Un viaje con sabor a historia, pan y vino

Llegar a Tomelloso es entender, de un solo vistazo, que aquí el tiempo ha sido esculpido por el esfuerzo y el vino. Lo primero que saluda al viajero son sus chimeneas. No son torres industriales al uso; son esbeltas columnas de ladrillo que, como faros de tierra adentro, recuerdan el pasado de las antiguas destilerías. Columnas que permanecen elegantes, como monumentos que reviven a esa ambición que convirtió a Tomelloso en el mayor productor de alcohol vínico del mundo.

Bajo el asfalto y las casas, la ciudad es un queso de gruyère.
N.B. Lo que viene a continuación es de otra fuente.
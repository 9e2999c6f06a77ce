//! YAML scenario files: world size, seed, starting stats, tuning overrides,
//! pre-placed buildings, and host-authored objectives. Missing fields fall
//! back to serde defaults so a scenario only states what it changes.

use std::collections::BTreeMap;
use std::{
    fs,
    path::{Path, PathBuf},
};

use anyhow::{Context, Result};
use serde::Deserialize;

use crate::catalog::{Catalog, CatalogEntry};
use crate::engine::Tuning;
use crate::quest::{Goal, GoalTarget};
use crate::session::Session;
use crate::world::{BuildingKind, Coord, Decoration};

fn default_seed() -> u64 {
    7
}

fn default_grid_side() -> u32 {
    20
}

fn default_starting_money() -> i64 {
    1_500
}

fn default_starting_happiness() -> i32 {
    50
}

#[derive(Debug, Clone, Deserialize)]
pub struct Scenario {
    pub name: String,
    pub description: Option<String>,
    #[serde(default = "default_seed")]
    pub seed: u64,
    #[serde(default = "default_grid_side")]
    pub grid_side: u32,
    #[serde(default = "default_starting_money")]
    pub starting_money: i64,
    #[serde(default)]
    pub starting_population: u64,
    #[serde(default = "default_starting_happiness")]
    pub starting_happiness: i32,
    #[serde(default)]
    pub ticks: Option<u64>,
    #[serde(default)]
    pub snapshot_interval_ticks: u64,
    #[serde(default)]
    pub tuning: Tuning,
    #[serde(default)]
    pub catalog_overrides: BTreeMap<BuildingKind, CatalogEntry>,
    #[serde(default)]
    pub buildings: Vec<PrePlacedBuilding>,
    #[serde(default)]
    pub goal: Option<ScenarioGoal>,
    #[serde(default)]
    pub quests: Vec<ScenarioGoal>,
}

#[derive(Debug, Clone, Deserialize)]
pub struct PrePlacedBuilding {
    pub x: u32,
    pub y: u32,
    pub kind: BuildingKind,
}

#[derive(Debug, Clone, Deserialize)]
pub struct ScenarioGoal {
    pub target: GoalTarget,
    pub target_value: i64,
    pub reward_money: i64,
    #[serde(default)]
    pub title: String,
    #[serde(default)]
    pub description: String,
}

impl ScenarioGoal {
    fn into_goal(self, id: u64) -> Goal {
        Goal::new(id, self.target, self.target_value, self.reward_money)
            .with_text(self.title, self.description)
    }
}

pub struct ScenarioLoader {
    base_dir: PathBuf,
}

impl ScenarioLoader {
    pub fn new(base_dir: impl AsRef<Path>) -> Self {
        Self {
            base_dir: base_dir.as_ref().to_path_buf(),
        }
    }

    pub fn load(&self, file: impl AsRef<Path>) -> Result<Scenario> {
        let path = self.base_dir.join(file);
        let data = fs::read_to_string(&path)
            .with_context(|| format!("Failed to read scenario file {}", path.display()))?;
        let scenario: Scenario = serde_yaml::from_str(&data)
            .with_context(|| format!("Failed to parse {}", path.display()))?;
        Ok(scenario)
    }
}

impl Scenario {
    /// Catalog with scenario overrides applied, validated before use.
    pub fn build_catalog(&self) -> Result<Catalog> {
        let mut catalog = Catalog::standard();
        for (kind, entry) in &self.catalog_overrides {
            catalog.override_entry(*kind, entry.clone());
        }
        catalog
            .validate()
            .with_context(|| format!("Invalid catalog in scenario '{}'", self.name))?;
        Ok(catalog)
    }

    pub fn build_session(&self) -> Result<Session> {
        let catalog = self.build_catalog()?;
        let mut session = Session::new(
            self.grid_side,
            catalog,
            self.tuning.clone(),
            self.seed,
        );
        session.seed_world(self)?;
        Ok(session)
    }

    pub fn ticks(&self, override_ticks: Option<u64>) -> u64 {
        override_ticks.or(self.ticks).unwrap_or(120)
    }
}

impl Session {
    /// Apply a scenario's starting stats, pre-placed buildings, and
    /// objectives to a freshly created session.
    pub(crate) fn seed_world(&mut self, scenario: &Scenario) -> Result<()> {
        self.seed_stats(
            scenario.starting_money,
            scenario.starting_population,
            scenario.starting_happiness,
        );
        for placed in &scenario.buildings {
            let coord = Coord::new(placed.x, placed.y);
            anyhow::ensure!(
                placed.x < scenario.grid_side && placed.y < scenario.grid_side,
                "pre-placed {:?} at ({}, {}) is outside the {}x{} grid",
                placed.kind,
                placed.x,
                placed.y,
                scenario.grid_side,
                scenario.grid_side,
            );
            self.seed_building(coord, placed.kind, Decoration::None);
        }
        for (index, quest) in scenario.quests.iter().enumerate() {
            self.add_quest(quest.clone().into_goal(index as u64 + 1));
        }
        if let Some(goal) = &scenario.goal {
            self.set_goal(goal.clone().into_goal(scenario.quests.len() as u64 + 1));
        }
        self.reset_history();
        Ok(())
    }
}
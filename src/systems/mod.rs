mod goal;
mod population;
mod treasury;
mod upgrade;
mod yields;

pub use goal::GoalSystem;
pub use population::PopulationSystem;
pub use treasury::TreasurySystem;
pub use upgrade::UpgradeSystem;
pub use yields::YieldSystem;
//! Deterministic named randomness streams.
//!
//! Each consumer (tick systems, tile placement) draws from its own ChaCha8
//! stream whose seed is derived from the master seed and the stream name.
//! Streams are independent of the order in which they are first requested,
//! so adding a system never perturbs the draws of another.

use std::collections::BTreeMap;

use rand::{RngCore, SeedableRng};
use rand_chacha::ChaCha8Rng;

pub struct RngManager {
    master_seed: u64,
    streams: BTreeMap<String, ChaCha8Rng>,
}

impl RngManager {
    pub fn new(master_seed: u64) -> Self {
        Self {
            master_seed,
            streams: BTreeMap::new(),
        }
    }

    pub fn master_seed(&self) -> u64 {
        self.master_seed
    }

    pub fn stream(&mut self, name: &str) -> SystemRng<'_> {
        let seed = derive_seed(self.master_seed, name);
        let inner = self
            .streams
            .entry(name.to_string())
            .or_insert_with(|| ChaCha8Rng::seed_from_u64(seed));
        SystemRng { inner }
    }
}

/// FNV-style fold of the stream name into the master seed.
fn derive_seed(master: u64, name: &str) -> u64 {
    let mut seed = master ^ 0x9e37_79b9_7f4a_7c15;
    for byte in name.bytes() {
        seed ^= byte as u64;
        seed = seed.wrapping_mul(0x0000_0100_0000_01b3);
    }
    seed
}

pub struct SystemRng<'a> {
    inner: &'a mut ChaCha8Rng,
}

impl<'a> RngCore for SystemRng<'a> {
    fn next_u32(&mut self) -> u32 {
        self.inner.next_u32()
    }

    fn next_u64(&mut self) -> u64 {
        self.inner.next_u64()
    }

    fn fill_bytes(&mut self, dest: &mut [u8]) {
        self.inner.fill_bytes(dest);
    }

    fn try_fill_bytes(&mut self, dest: &mut [u8]) -> Result<(), rand::Error> {
        self.inner.try_fill_bytes(dest)
    }
}

#[cfg(test)]
mod tests {
    use super::*;
    use rand::Rng;

    #[test]
    fn same_seed_same_draws() {
        let mut a = RngManager::new(42);
        let mut b = RngManager::new(42);
        let x: f64 = a.stream("upgrade").gen();
        let y: f64 = b.stream("upgrade").gen();
        assert_eq!(x, y);
    }

    #[test]
    fn streams_are_independent_of_request_order() {
        let mut a = RngManager::new(7);
        let mut b = RngManager::new(7);
        let a_first: u64 = a.stream("alpha").gen();
        let _: u64 = b.stream("beta").gen();
        let b_second: u64 = b.stream("alpha").gen();
        assert_eq!(a_first, b_second);
    }

    #[test]
    fn different_names_diverge() {
        let mut manager = RngManager::new(7);
        let x: u64 = manager.stream("alpha").gen();
        let y: u64 = manager.stream("beta").gen();
        assert_ne!(x, y);
    }

    #[test]
    fn streams_advance_across_calls() {
        let mut manager = RngManager::new(7);
        let x: u64 = manager.stream("alpha").gen();
        let y: u64 = manager.stream("alpha").gen();
        assert_ne!(x, y);
    }
}
//! Quest and goal records plus their pure progress evaluation.
//!
//! Titles and descriptions are opaque host-supplied text (an external
//! generator may attach narrative); the tracker only reads the numeric
//! fields. Rewards are applied by the explicit claim commands, never during
//! evaluation.

use serde::{Deserialize, Serialize};

use crate::world::{BuildingKind, CityStats, Grid};

#[derive(Debug, Clone, Copy, PartialEq, Eq, Serialize, Deserialize)]
pub enum GoalTarget {
    BuildCount(BuildingKind),
    Population,
    Money,
}

#[derive(Debug, Clone, PartialEq, Serialize, Deserialize)]
pub struct Goal {
    pub id: u64,
    pub target: GoalTarget,
    pub target_value: i64,
    pub reward_money: i64,
    pub current_value: i64,
    pub completed: bool,
    #[serde(default)]
    pub title: String,
    #[serde(default)]
    pub description: String,
}

impl Goal {
    pub fn new(id: u64, target: GoalTarget, target_value: i64, reward_money: i64) -> Self {
        Self {
            id,
            target,
            target_value,
            reward_money,
            current_value: 0,
            completed: false,
            title: String::new(),
            description: String::new(),
        }
    }

    pub fn with_text(mut self, title: impl Into<String>, description: impl Into<String>) -> Self {
        self.title = title.into();
        self.description = description.into();
        self
    }
}

/// Recompute a goal's progress against the current world. Completion latches:
/// a completed goal is left untouched until it is claimed.
pub fn evaluate(goal: &mut Goal, grid: &Grid, stats: &CityStats) {
    if goal.completed {
        return;
    }
    goal.current_value = match goal.target {
        GoalTarget::BuildCount(kind) => grid.count_kind(kind) as i64,
        GoalTarget::Population => stats.population as i64,
        GoalTarget::Money => stats.money,
    };
    if goal.current_value >= goal.target_value {
        goal.completed = true;
    }
}

#[cfg(test)]
mod tests {
    use super::*;
    use crate::world::{BuildingKind, Coord, Decoration};

    fn grid_with_houses(count: u32) -> Grid {
        let mut grid = Grid::new(8);
        for i in 0..count {
            grid.set_building(
                Coord::new(i % 8, i / 8),
                BuildingKind::House,
                Decoration::None,
                BuildingKind::House.palette()[0],
            );
        }
        grid
    }

    #[test]
    fn build_count_goal_tracks_grid() {
        let grid = grid_with_houses(3);
        let stats = CityStats::default();
        let mut goal = Goal::new(1, GoalTarget::BuildCount(BuildingKind::House), 5, 200);
        evaluate(&mut goal, &grid, &stats);
        assert_eq!(goal.current_value, 3);
        assert!(!goal.completed);
    }

    #[test]
    fn money_goal_completes_on_threshold() {
        let grid = Grid::new(4);
        let mut stats = CityStats::default();
        let mut goal = Goal::new(2, GoalTarget::Money, 1_000, 500);

        stats.money = 999;
        evaluate(&mut goal, &grid, &stats);
        assert!(!goal.completed);

        stats.money = 1_000;
        evaluate(&mut goal, &grid, &stats);
        assert!(goal.completed);
    }

    #[test]
    fn completion_latches_even_if_the_metric_falls_back() {
        let grid = Grid::new(4);
        let mut stats = CityStats {
            money: 2_000,
            ..CityStats::default()
        };
        let mut goal = Goal::new(3, GoalTarget::Money, 1_000, 500);
        evaluate(&mut goal, &grid, &stats);
        assert!(goal.completed);

        stats.money = 0;
        evaluate(&mut goal, &grid, &stats);
        assert!(goal.completed, "completed goals never revert");
        assert_eq!(goal.current_value, 2_000, "progress frozen at completion");
    }

    #[test]
    fn evaluation_never_touches_the_treasury() {
        let grid = Grid::new(4);
        let stats = CityStats {
            money: 5_000,
            ..CityStats::default()
        };
        let mut goal = Goal::new(4, GoalTarget::Money, 1_000, 500);
        evaluate(&mut goal, &grid, &stats);
        assert!(goal.completed);
        assert_eq!(stats.money, 5_000);
    }
}
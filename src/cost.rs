//! Pricing rules for placement and upgrades.
//!
//! A pure calculator: multiplicative factors are applied in a fixed order
//! (base, supply scaling, land-value surcharge, wealth tax) and rounded once
//! at the end, so reimplementations agree bit-for-bit.

use crate::catalog::Catalog;
use crate::land_value::LandValueField;
use crate::world::{BuildingKind, Coord, Grid};

/// Treasury balance above which the wealth tax applies.
pub const WEALTH_TAX_THRESHOLD: i64 = 10_000;
/// Flat multiplier on all prices at high balances.
pub const WEALTH_TAX_MULTIPLIER: f64 = 1.25;
/// Maximum land-value surcharge fraction (+50% at desirability 1.0).
pub const LAND_VALUE_SURCHARGE: f64 = 0.5;
/// Per-level multiplier step for upgrade pricing.
pub const UPGRADE_LEVEL_FACTOR: f64 = 0.8;

fn raw_cost(
    kind: BuildingKind,
    coord: Coord,
    grid: &Grid,
    land_value: &LandValueField,
    catalog: &Catalog,
    treasury: i64,
) -> f64 {
    let entry = catalog.entry(kind);
    let existing = grid.count_kind(kind);
    let mut price = entry.base_cost as f64 * entry.cost_scaling_factor.powi(existing as i32);
    price *= 1.0 + land_value.value_or_zero(coord) * LAND_VALUE_SURCHARGE;
    if treasury > WEALTH_TAX_THRESHOLD {
        price *= WEALTH_TAX_MULTIPLIER;
    }
    price
}

/// Price to place `kind` at `coord`. Erasing (the `Empty` kind) is free:
/// its base cost of zero flows through every multiplier.
pub fn placement_cost(
    kind: BuildingKind,
    coord: Coord,
    grid: &Grid,
    land_value: &LandValueField,
    catalog: &Catalog,
    treasury: i64,
) -> u64 {
    raw_cost(kind, coord, grid, land_value, catalog, treasury).round() as u64
}

/// Price to raise the tile at `coord` from `current_level` (1-based) to the
/// next level: the placement price scaled by the level factor.
pub fn upgrade_cost(
    kind: BuildingKind,
    current_level: u32,
    coord: Coord,
    grid: &Grid,
    land_value: &LandValueField,
    catalog: &Catalog,
    treasury: i64,
) -> u64 {
    let base = placement_cost(kind, coord, grid, land_value, catalog, treasury);
    (base as f64 * (1.0 + current_level as f64 * UPGRADE_LEVEL_FACTOR)).round() as u64
}

#[cfg(test)]
mod tests {
    use super::*;
    use crate::world::Decoration;

    fn fixture() -> (Grid, LandValueField, Catalog) {
        let grid = Grid::new(20);
        let catalog = Catalog::standard();
        let field = LandValueField::compute(&grid, catalog.amenity_radius());
        (grid, field, catalog)
    }

    fn place(grid: &mut Grid, kind: BuildingKind, x: u32, y: u32) {
        grid.set_building(Coord::new(x, y), kind, Decoration::None, kind.palette()[0]);
    }

    #[test]
    fn identical_inputs_price_identically() {
        let (grid, field, catalog) = fixture();
        let coord = Coord::new(3, 3);
        let first = placement_cost(BuildingKind::House, coord, &grid, &field, &catalog, 500);
        let second = placement_cost(BuildingKind::House, coord, &grid, &field, &catalog, 500);
        assert_eq!(first, second);
    }

    #[test]
    fn repeated_construction_gets_strictly_dearer() {
        let (mut grid, field, catalog) = fixture();
        let coord = Coord::new(10, 10);
        let mut previous = placement_cost(BuildingKind::House, coord, &grid, &field, &catalog, 0);
        for i in 0..5 {
            place(&mut grid, BuildingKind::House, i, 0);
            let next = placement_cost(BuildingKind::House, coord, &grid, &field, &catalog, 0);
            assert!(
                next > previous,
                "cost should rise with supply: {next} <= {previous}"
            );
            previous = next;
        }
    }

    #[test]
    fn erase_is_always_free() {
        let (grid, field, catalog) = fixture();
        let cost = placement_cost(
            BuildingKind::Empty,
            Coord::new(1, 1),
            &grid,
            &field,
            &catalog,
            50_000,
        );
        assert_eq!(cost, 0);
    }

    #[test]
    fn high_desirability_adds_a_surcharge() {
        let (mut grid, _, catalog) = fixture();
        place(&mut grid, BuildingKind::Park, 5, 5);
        let field = LandValueField::compute(&grid, catalog.amenity_radius());

        let near = placement_cost(BuildingKind::Shop, Coord::new(5, 6), &grid, &field, &catalog, 0);
        let far = placement_cost(
            BuildingKind::Shop,
            Coord::new(19, 19),
            &grid,
            &field,
            &catalog,
            0,
        );
        assert!(near > far, "park proximity should cost more: {near} vs {far}");
    }

    #[test]
    fn wealth_tax_kicks_in_above_the_threshold() {
        let (grid, field, catalog) = fixture();
        let coord = Coord::new(2, 2);
        let modest = placement_cost(BuildingKind::Factory, coord, &grid, &field, &catalog, 10_000);
        let wealthy =
            placement_cost(BuildingKind::Factory, coord, &grid, &field, &catalog, 10_001);
        assert_eq!(wealthy, (modest as f64 * 1.25).round() as u64);
    }

    #[test]
    fn factor_order_matches_the_contract() {
        // One existing house, land value floor 0.1, no wealth tax:
        // 100 * 1.15 * (1 + 0.1 * 0.5) = 120.75 -> 121.
        let (mut grid, _, catalog) = fixture();
        place(&mut grid, BuildingKind::House, 0, 0);
        let field = LandValueField::compute(&grid, catalog.amenity_radius());
        let cost = placement_cost(BuildingKind::House, Coord::new(9, 9), &grid, &field, &catalog, 0);
        assert_eq!(cost, 121);
    }

    #[test]
    fn upgrade_price_scales_with_the_current_level() {
        let (grid, field, catalog) = fixture();
        let coord = Coord::new(4, 4);
        let base = placement_cost(BuildingKind::House, coord, &grid, &field, &catalog, 0);
        let level_one =
            upgrade_cost(BuildingKind::House, 1, coord, &grid, &field, &catalog, 0);
        let level_three =
            upgrade_cost(BuildingKind::House, 3, coord, &grid, &field, &catalog, 0);
        assert_eq!(level_one, (base as f64 * 1.8).round() as u64);
        assert_eq!(level_three, (base as f64 * 3.4).round() as u64);
    }
}
//! Versioned load/save boundary and periodic snapshot writer.
//!
//! The version tag is the grid side length. A mismatched version means "no
//! usable save": the caller gets `Ok(None)` and starts a fresh world. Saves
//! are never auto-migrated. The `extras` value carries opaque host content
//! (news items, narrative text) that the core round-trips untouched.

use std::fs;
use std::path::{Path, PathBuf};

use serde::{Deserialize, Serialize};
use thiserror::Error;

use crate::quest::Goal;
use crate::world::{CityStats, Grid, SimulationState};

#[derive(Debug, Error)]
pub enum SaveError {
    #[error("save io error: {0}")]
    Io(#[from] std::io::Error),
    #[error("save encoding error: {0}")]
    Json(#[from] serde_json::Error),
}

#[derive(Debug, Serialize, Deserialize)]
pub struct SaveGame {
    pub version: u32,
    pub saved_at: String,
    pub grid: Grid,
    pub stats: CityStats,
    pub quests: Vec<Goal>,
    pub goal: Option<Goal>,
    #[serde(default)]
    pub extras: serde_json::Value,
}

impl SaveGame {
    pub fn from_state(state: &SimulationState, extras: serde_json::Value) -> Self {
        Self {
            version: state.grid.side(),
            saved_at: chrono::Utc::now().to_rfc3339(),
            grid: state.grid.clone(),
            stats: state.stats,
            quests: state.quests.clone(),
            goal: state.goal.clone(),
            extras,
        }
    }

    pub fn into_state(self) -> SimulationState {
        SimulationState {
            grid: self.grid,
            stats: self.stats,
            quests: self.quests,
            goal: self.goal,
            ledger: Default::default(),
        }
    }
}

pub fn write_save(path: impl AsRef<Path>, state: &SimulationState) -> Result<(), SaveError> {
    write_save_with_extras(path, state, serde_json::Value::Null)
}

pub fn write_save_with_extras(
    path: impl AsRef<Path>,
    state: &SimulationState,
    extras: serde_json::Value,
) -> Result<(), SaveError> {
    let save = SaveGame::from_state(state, extras);
    let json = serde_json::to_string_pretty(&save)?;
    fs::write(path, json)?;
    Ok(())
}

/// Load a save for a world of side `expected_side`. A missing file or a
/// version mismatch is "no usable save" (`Ok(None)`), not an error.
pub fn read_save(
    path: impl AsRef<Path>,
    expected_side: u32,
) -> Result<Option<SimulationState>, SaveError> {
    let data = match fs::read_to_string(path) {
        Ok(data) => data,
        Err(err) if err.kind() == std::io::ErrorKind::NotFound => return Ok(None),
        Err(err) => return Err(err.into()),
    };
    let save: SaveGame = serde_json::from_str(&data)?;
    if save.version != expected_side {
        return Ok(None);
    }
    Ok(Some(save.into_state()))
}

/// Writes a full save on a fixed tick interval, for headless runs.
pub struct SnapshotWriter {
    dir: PathBuf,
    interval: u64,
}

impl SnapshotWriter {
    pub fn new(dir: impl AsRef<Path>, interval: u64) -> Self {
        Self {
            dir: dir.as_ref().to_path_buf(),
            interval,
        }
    }

    pub fn maybe_write(
        &self,
        state: &SimulationState,
    ) -> Result<Option<PathBuf>, SaveError> {
        if self.interval == 0 || state.stats.day == 0 || state.stats.day % self.interval != 0 {
            return Ok(None);
        }
        fs::create_dir_all(&self.dir)?;
        let path = self.dir.join(format!("day_{:06}.json", state.stats.day));
        write_save(&path, state)?;
        Ok(Some(path))
    }
}
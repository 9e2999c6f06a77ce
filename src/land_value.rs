//! Land desirability field derived from amenity proximity.
//!
//! A multi-source breadth-first search runs outward from every park tile
//! over 4-connected neighbors. Tiles within the radius get a linear falloff
//! value, everything else sits on the floor. The field is ephemeral: it is
//! recomputed from the grid on demand and memoized on the grid revision.

use std::collections::VecDeque;

use crate::world::{Coord, Grid};

/// Desirability assigned to tiles out of reach of any amenity.
pub const FLOOR_VALUE: f64 = 0.1;

#[derive(Debug, Clone, PartialEq)]
pub struct LandValueField {
    side: u32,
    values: Vec<f64>,
}

impl LandValueField {
    /// Breadth-first diffusion from every amenity tile, capped at `radius`
    /// steps. FIFO expansion visits each tile at most once, so the recorded
    /// distance is minimal regardless of source order.
    pub fn compute(grid: &Grid, radius: u32) -> Self {
        let side = grid.side();
        let cell_count = (side * side) as usize;
        let mut distances = vec![u32::MAX; cell_count];
        let mut queue = VecDeque::new();

        for tile in grid.tiles() {
            if tile.kind.is_amenity() {
                let coord = tile.coord();
                if let Some(index) = grid.index(coord) {
                    if distances[index] != 0 {
                        distances[index] = 0;
                        queue.push_back(coord);
                    }
                }
            }
        }

        while let Some(coord) = queue.pop_front() {
            let Some(index) = grid.index(coord) else {
                continue;
            };
            let next = distances[index] + 1;
            if next >= radius {
                continue;
            }
            for neighbor in grid.neighbors(coord) {
                let Some(neighbor_index) = grid.index(neighbor) else {
                    continue;
                };
                if distances[neighbor_index] <= next {
                    continue;
                }
                distances[neighbor_index] = next;
                queue.push_back(neighbor);
            }
        }

        let values = distances
            .into_iter()
            .map(|distance| {
                if distance < radius {
                    1.0 - distance as f64 / radius as f64
                } else {
                    FLOOR_VALUE
                }
            })
            .collect();

        Self { side, values }
    }

    pub fn get(&self, coord: Coord) -> Option<f64> {
        if coord.x < self.side && coord.y < self.side {
            Some(self.values[(coord.y * self.side + coord.x) as usize])
        } else {
            None
        }
    }

    /// Surcharge input for the cost engine: absent coordinates read as zero.
    pub fn value_or_zero(&self, coord: Coord) -> f64 {
        self.get(coord).unwrap_or(0.0)
    }

    pub fn average(&self) -> f64 {
        if self.values.is_empty() {
            return FLOOR_VALUE;
        }
        self.values.iter().sum::<f64>() / self.values.len() as f64
    }
}

/// Memoized field keyed on the grid's revision counter, so repeated cost
/// queries between mutations share one BFS pass.
#[derive(Debug, Default)]
pub struct LandValueCache {
    cached: Option<(u64, LandValueField)>,
}

impl LandValueCache {
    pub fn new() -> Self {
        Self::default()
    }

    /// Drop the memoized field. Required after restoring a grid snapshot:
    /// a restored grid reuses old revision numbers, so a later mutation can
    /// collide with the revision this cache was keyed on.
    pub fn invalidate(&mut self) {
        self.cached = None;
    }

    pub fn field(&mut self, grid: &Grid, radius: u32) -> &LandValueField {
        let stale = match &self.cached {
            Some((revision, _)) => *revision != grid.revision(),
            None => true,
        };
        if stale {
            self.cached = Some((grid.revision(), LandValueField::compute(grid, radius)));
        }
        match &self.cached {
            Some((_, field)) => field,
            None => unreachable!("cache filled above"),
        }
    }
}
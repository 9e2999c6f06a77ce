use anyhow::Result;

use crate::{
    engine::{System, TickContext},
    quest,
    rng::SystemRng,
    world::SimulationState,
};

/// Re-evaluates the active goal and every quest against the post-tick world.
/// Evaluation only moves progress counters; rewards wait for the explicit
/// claim command.
pub struct GoalSystem;

impl GoalSystem {
    pub fn new() -> Self {
        Self
    }
}

impl Default for GoalSystem {
    fn default() -> Self {
        Self::new()
    }
}

impl System for GoalSystem {
    fn name(&self) -> &'static str {
        "goal"
    }

    fn run(
        &mut self,
        _ctx: &TickContext<'_>,
        state: &mut SimulationState,
        _rng: &mut SystemRng<'_>,
    ) -> Result<()> {
        let (grid, stats) = (&state.grid, &state.stats);
        if let Some(goal) = state.goal.as_mut() {
            quest::evaluate(goal, grid, stats);
        }
        for goal in state.quests.iter_mut() {
            quest::evaluate(goal, grid, stats);
        }
        Ok(())
    }
}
Durante décadas, los vecinos excavaron a mano más de 2.000 cuevas para albergar las grandes tinajas de barro donde el mosto se hacía vino. Entrar en una de estas cuevas es descender a un mundo de silencio y frescor constante.

Tomelloso, además, es la «Atenas de la Mancha». Es la cuna de los Antonio López (el tío, Torres, y el sobrino, García). En el Museo Antonio López Torres, un edificio que por sí solo merece la visita por su equilibrada arquitectura de Fernando Higueras, se guarda la luz manchega atrapada en lienzos. Asimismo, La Posada de los Portales, en la Plaza de España, destaca con sus galerías de madera y su aire de otra época. Y si uno decide alejarse apenas unos minutos del centro, el paisaje regala el Bombo. Es quizás la construcción más honesta de la arquitectura popular española.

No se puede hablar de Tomelloso sin mencionar su pan. El Pan de Cruz, con su corteza crujiente y su miga densa, es el compañero inseparable de una gastronomía que sabe a gachas, a migas y a quesos de los que se quedan en la memoria. Y, claro, Tomelloso es vino. Con su Cooperativa Virgen de las Viñas como punta de lanza, la más grande de toda Europa, la ciudad puede presumir de ser el primer productor de alcohol vínico del mundo. Tomelloso no es un destino de paso. Es un lugar para detenerse y disfrutar de la belleza más profunda.